**DATA EXCERPTS**
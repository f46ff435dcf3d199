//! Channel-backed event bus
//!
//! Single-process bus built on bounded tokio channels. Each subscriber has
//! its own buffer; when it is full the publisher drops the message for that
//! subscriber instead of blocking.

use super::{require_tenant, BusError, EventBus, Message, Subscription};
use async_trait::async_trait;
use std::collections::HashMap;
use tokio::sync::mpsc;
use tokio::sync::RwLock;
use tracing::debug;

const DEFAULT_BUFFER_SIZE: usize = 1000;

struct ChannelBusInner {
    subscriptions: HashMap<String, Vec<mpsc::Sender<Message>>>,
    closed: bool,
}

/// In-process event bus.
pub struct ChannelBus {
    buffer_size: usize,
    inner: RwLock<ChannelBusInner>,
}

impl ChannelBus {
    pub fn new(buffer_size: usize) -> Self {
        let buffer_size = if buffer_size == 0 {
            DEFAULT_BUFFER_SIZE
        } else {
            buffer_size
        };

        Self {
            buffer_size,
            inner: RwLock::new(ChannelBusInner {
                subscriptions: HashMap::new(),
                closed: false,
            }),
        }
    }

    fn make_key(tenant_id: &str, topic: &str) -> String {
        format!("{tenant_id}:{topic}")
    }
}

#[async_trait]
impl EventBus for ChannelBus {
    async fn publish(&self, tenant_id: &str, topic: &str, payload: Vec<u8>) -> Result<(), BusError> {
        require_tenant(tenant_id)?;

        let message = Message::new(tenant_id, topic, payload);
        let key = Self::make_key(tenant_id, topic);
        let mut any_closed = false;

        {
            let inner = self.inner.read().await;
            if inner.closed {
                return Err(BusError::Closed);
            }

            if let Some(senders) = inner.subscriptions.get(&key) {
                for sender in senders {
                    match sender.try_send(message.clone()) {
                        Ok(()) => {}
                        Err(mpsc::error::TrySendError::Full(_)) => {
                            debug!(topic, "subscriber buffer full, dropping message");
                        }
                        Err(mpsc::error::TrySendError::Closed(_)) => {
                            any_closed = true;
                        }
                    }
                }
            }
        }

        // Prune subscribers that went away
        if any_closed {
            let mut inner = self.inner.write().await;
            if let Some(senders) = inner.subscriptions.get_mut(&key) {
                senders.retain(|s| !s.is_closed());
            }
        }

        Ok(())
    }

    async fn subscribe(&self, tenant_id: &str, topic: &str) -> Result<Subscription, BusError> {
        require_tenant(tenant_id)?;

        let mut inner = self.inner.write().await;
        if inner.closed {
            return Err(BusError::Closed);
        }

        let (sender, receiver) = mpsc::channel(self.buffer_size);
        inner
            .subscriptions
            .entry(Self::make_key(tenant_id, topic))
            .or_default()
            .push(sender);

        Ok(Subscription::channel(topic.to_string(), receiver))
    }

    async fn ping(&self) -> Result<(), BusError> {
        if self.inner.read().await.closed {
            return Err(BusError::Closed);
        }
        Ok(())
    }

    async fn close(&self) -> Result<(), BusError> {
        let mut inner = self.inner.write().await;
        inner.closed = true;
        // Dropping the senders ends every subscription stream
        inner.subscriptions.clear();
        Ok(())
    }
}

**TASK BRIEF**
Within the records, in how many lines does the string "debug" occur? Give the number and no other text.

**YOUR SOLUTION**
2